What will happen to your body and brain if you exercise more than 40 hours a week?


New Twitter CEO Elon Musk has asked his employees to work 12-hour days to help the company meet its November targets. Many executives, like Musk, argue that long hours are productive. For example, Musk was asked how many hours per week it would take to change the world in 2018. Musk, on the other hand, stated that this varies from person to person, but it takes 80 or 100 hours of work.

Musk isn’t the only one who thinks it takes constant work to do a good job. According to a Harvard University study, executives work an average of 62.5 hours a week. A significant part of employees in various positions work during the weekly working hours. But according to science, long hours don’t affect what you do. However, a long work day takes a toll on your body and brain. Let’s look at the details together.

1. Increased risk of stroke and heart attack

Long hours of work can have serious health risks. According to a 2021 global study by the World Health Organization and the International Labor Organization, in 2016 alone, long working hours (more than 55 hours a week) killed 745,000 people from cardiovascular disease.

According to experts, those who work 55 or more hours a week have a 35% higher risk of stroke and a 17% higher risk of heart attack than those who work 35-40 hours a week. According to WHO representatives, a long working day significantly increases the level of stress. This leads to direct damage to brain and heart cells. On the other hand, lack of exercise, irregular eating habits, and less sleep also greatly increase the risk of such diseases.

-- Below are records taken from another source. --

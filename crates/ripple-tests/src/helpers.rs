//! Test helper functions and utilities.

use ripple_api::{AppState, build_app};
use ripple_core::{Clock, GcConfig};
use ripple_db::Database;
use reqwest::Client;
use std::net::SocketAddr;
use std::sync::Arc;
use tokio::net::TcpListener;

/// Start an API server for testing and return its address.
pub async fn start_test_server(
    db: &Database,
    clock: Arc<dyn Clock>,
    gc: GcConfig,
) -> anyhow::Result<(SocketAddr, tokio::task::JoinHandle<()>)> {
    let state = Arc::new(AppState::from_database(db, clock, gc));

    let app = build_app(state);
    let listener = TcpListener::bind("127.0.0.1:0").await?;
    let addr = listener.local_addr()?;

    let handle = tokio::spawn(async move {
        axum::serve(listener, app).await.unwrap();
    });

    let ready = wait_for(
        std::time::Duration::from_secs(5),
        std::time::Duration::from_millis(20),
        move || async move { tokio::net::TcpStream::connect(addr).await.is_ok() },
    )
    .await;
    anyhow::ensure!(ready, "test server did not start listening on {addr}");

    Ok((addr, handle))
}

/// Create an HTTP client for testing.
pub fn test_client() -> Client {
    Client::builder()
        .timeout(std::time::Duration::from_secs(30))
        .build()
        .expect("Failed to create test client")
}

/// API test client with base URL.
pub struct ApiTestClient {
    client: Client,
    base_url: String,
}

impl ApiTestClient {
    pub fn new(addr: SocketAddr) -> Self {
        Self {
            client: test_client(),
            base_url: format!("http://{}", addr),
        }
    }

    pub fn url(&self, path: &str) -> String {
        format!("{}{}", self.base_url, path)
    }

    pub async fn get(&self, path: &str) -> reqwest::Result<reqwest::Response> {
        self.client.get(self.url(path)).send().await
    }

    /// POST without a body.
    pub async fn post(&self, path: &str) -> reqwest::Result<reqwest::Response> {
        self.client.post(self.url(path)).send().await
    }

    /// Check health endpoint.
    pub async fn health(&self) -> anyhow::Result<bool> {
        let resp = self.get("/health").await?;
        Ok(resp.status().is_success())
    }
}

/// Wait for a condition with timeout.
pub async fn wait_for<F, Fut>(
    timeout: std::time::Duration,
    interval: std::time::Duration,
    mut condition: F,
) -> bool
where
    F: FnMut() -> Fut,
    Fut: std::future::Future<Output = bool>,
{
    let start = std::time::Instant::now();
    while start.elapsed() < timeout {
        if condition().await {
            return true;
        }
        tokio::time::sleep(interval).await;
    }
    false
}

2. Your risk of injury increases during work

Studies that uncover the relationship between working hours and risk of injury show that working more than 12 hours a day increases the risk of injury by 37%. Insomnia and lack of focus are among the factors that increase this risk.

3. Your mental health is deteriorating.

Everyone needs rest to keep working. Let’s explain why you need rest with some research. A 2020 study looked at workers in their 20s and 30s who worked 31 to 60 hours per week. According to the study, the longer these employees worked, the higher their stress levels. At the same time, it was noted that these people had high depressive states and suicidal thoughts.

4. Cognitive functions can slow down

There are definitely days when you are sleep-deprived in order to finish work by a deadline. Many scientific studies show that people who work 50 to 60 hours a week experience cognitive decline. People who work hard often sacrifice their sleep. This can lead to mental health problems.

5. Your work efficiency is declining

long hours

You may think your job will get better if we work harder, but the science says otherwise. According to a study from the University of California, working more than 50 hours a week leads to a decrease in work efficiency. Working more than 65 hours significantly reduces productivity.

Experts argue that long hours reduce productivity and increase risks such as accidents, illness, and mistakes. In other words, if employers ask employees to work longer hours, it does not lead to better results. On the contrary, it puts the health of employees at risk.